WHAT IS EXPECTED → Check each line of the material below for "position", then copy the ones that contain it.

DATA SUPPLIED →
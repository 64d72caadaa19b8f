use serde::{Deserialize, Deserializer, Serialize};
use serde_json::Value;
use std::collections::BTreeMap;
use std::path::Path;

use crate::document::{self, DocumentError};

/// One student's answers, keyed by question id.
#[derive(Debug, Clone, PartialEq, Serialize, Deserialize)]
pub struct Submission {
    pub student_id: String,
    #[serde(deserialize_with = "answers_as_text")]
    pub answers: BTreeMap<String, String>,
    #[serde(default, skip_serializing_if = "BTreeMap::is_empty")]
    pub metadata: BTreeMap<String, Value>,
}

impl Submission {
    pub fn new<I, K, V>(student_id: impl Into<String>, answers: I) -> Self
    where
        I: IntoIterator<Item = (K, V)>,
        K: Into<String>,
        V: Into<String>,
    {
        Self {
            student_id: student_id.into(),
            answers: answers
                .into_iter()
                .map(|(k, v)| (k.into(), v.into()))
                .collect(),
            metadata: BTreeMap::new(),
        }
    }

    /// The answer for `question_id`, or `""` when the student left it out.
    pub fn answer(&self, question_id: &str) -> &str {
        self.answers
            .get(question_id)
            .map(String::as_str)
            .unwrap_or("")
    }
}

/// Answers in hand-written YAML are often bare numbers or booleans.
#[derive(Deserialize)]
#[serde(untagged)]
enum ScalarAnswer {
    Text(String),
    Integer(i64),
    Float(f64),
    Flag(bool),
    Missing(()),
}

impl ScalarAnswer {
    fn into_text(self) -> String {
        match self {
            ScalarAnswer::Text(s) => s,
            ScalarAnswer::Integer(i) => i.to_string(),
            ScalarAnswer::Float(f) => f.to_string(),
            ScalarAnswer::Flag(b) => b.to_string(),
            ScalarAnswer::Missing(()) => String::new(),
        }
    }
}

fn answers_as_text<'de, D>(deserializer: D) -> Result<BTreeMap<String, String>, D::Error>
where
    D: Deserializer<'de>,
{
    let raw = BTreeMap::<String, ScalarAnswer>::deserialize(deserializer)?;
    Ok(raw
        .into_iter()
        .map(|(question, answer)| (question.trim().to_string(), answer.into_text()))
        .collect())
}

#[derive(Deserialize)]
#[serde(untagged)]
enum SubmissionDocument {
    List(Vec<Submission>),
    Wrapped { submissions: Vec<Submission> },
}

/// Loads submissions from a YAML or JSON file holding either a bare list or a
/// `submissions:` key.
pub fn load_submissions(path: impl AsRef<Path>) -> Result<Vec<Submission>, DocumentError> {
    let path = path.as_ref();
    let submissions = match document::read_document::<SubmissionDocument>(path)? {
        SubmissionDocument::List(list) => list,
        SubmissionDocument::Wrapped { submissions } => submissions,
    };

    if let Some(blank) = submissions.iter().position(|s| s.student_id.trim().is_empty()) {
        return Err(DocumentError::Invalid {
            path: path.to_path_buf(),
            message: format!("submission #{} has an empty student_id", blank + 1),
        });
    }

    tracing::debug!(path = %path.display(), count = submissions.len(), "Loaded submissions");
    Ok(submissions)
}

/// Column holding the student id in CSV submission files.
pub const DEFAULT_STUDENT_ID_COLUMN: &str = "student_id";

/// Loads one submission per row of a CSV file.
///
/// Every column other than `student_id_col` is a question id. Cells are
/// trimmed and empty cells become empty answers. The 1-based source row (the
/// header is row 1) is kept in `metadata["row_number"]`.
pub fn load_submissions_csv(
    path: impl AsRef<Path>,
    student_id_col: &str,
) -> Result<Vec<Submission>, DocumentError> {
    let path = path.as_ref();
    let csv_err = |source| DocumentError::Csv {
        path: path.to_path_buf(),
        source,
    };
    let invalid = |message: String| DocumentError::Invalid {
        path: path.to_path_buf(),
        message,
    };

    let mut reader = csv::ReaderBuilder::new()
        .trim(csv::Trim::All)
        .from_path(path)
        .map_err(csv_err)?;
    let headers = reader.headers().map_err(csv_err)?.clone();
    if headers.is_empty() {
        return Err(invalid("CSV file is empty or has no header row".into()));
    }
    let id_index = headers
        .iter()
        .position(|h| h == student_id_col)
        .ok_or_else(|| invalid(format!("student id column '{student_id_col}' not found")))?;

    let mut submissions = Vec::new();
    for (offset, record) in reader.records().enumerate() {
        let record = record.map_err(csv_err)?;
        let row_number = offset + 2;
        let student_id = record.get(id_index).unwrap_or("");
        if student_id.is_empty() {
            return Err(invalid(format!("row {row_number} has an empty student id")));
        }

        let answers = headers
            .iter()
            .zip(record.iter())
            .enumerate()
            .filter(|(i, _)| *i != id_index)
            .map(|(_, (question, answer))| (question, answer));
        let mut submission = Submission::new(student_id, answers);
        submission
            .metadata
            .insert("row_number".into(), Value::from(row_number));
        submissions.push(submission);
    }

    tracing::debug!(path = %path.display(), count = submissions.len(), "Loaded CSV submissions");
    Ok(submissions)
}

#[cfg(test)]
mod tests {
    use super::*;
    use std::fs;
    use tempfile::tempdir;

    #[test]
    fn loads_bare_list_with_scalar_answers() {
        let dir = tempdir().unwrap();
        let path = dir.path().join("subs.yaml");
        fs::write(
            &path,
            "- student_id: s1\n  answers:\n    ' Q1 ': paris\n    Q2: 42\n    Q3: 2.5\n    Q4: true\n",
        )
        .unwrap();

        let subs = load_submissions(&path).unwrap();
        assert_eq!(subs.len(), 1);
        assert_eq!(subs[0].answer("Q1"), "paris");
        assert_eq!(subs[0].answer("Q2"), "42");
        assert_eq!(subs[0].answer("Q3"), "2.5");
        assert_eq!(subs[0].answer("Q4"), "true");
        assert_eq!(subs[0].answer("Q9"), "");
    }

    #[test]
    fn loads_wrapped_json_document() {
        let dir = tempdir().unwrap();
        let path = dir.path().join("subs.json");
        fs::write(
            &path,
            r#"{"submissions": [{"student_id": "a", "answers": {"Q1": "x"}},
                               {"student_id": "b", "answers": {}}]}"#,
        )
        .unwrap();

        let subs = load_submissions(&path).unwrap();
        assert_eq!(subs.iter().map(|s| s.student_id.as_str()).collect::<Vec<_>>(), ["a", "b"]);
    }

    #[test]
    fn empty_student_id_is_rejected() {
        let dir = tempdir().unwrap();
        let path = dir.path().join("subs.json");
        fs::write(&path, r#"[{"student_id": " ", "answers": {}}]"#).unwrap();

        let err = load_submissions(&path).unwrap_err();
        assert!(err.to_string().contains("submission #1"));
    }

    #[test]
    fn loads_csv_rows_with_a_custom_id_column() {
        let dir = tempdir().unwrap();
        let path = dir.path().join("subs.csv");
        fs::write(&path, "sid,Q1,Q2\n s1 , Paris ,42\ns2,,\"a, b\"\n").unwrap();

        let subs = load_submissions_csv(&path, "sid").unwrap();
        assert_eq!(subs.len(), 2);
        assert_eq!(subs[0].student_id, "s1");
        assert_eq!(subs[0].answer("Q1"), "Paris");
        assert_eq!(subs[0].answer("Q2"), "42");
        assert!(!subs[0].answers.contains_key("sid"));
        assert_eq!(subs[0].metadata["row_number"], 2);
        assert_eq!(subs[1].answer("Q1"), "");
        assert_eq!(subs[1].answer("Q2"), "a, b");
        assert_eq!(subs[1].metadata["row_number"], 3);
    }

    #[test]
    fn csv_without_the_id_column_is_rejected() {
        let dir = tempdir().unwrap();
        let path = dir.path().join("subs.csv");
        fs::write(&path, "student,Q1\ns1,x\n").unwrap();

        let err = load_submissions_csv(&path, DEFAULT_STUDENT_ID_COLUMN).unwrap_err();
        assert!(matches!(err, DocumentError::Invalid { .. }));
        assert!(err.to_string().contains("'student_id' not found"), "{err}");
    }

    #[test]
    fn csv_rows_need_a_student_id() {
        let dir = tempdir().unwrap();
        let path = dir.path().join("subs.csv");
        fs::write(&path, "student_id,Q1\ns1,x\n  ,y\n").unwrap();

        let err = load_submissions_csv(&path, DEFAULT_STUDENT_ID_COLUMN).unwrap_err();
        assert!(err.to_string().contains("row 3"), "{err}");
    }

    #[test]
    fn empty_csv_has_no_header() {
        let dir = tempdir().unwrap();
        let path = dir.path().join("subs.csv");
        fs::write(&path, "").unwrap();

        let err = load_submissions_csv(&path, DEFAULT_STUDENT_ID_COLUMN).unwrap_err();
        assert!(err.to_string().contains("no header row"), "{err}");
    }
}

EXERCISE OUTPUT →
    if let Some(blank) = submissions.iter().position(|s| s.student_id.trim().is_empty()) {
        .position(|h| h == student_id_col)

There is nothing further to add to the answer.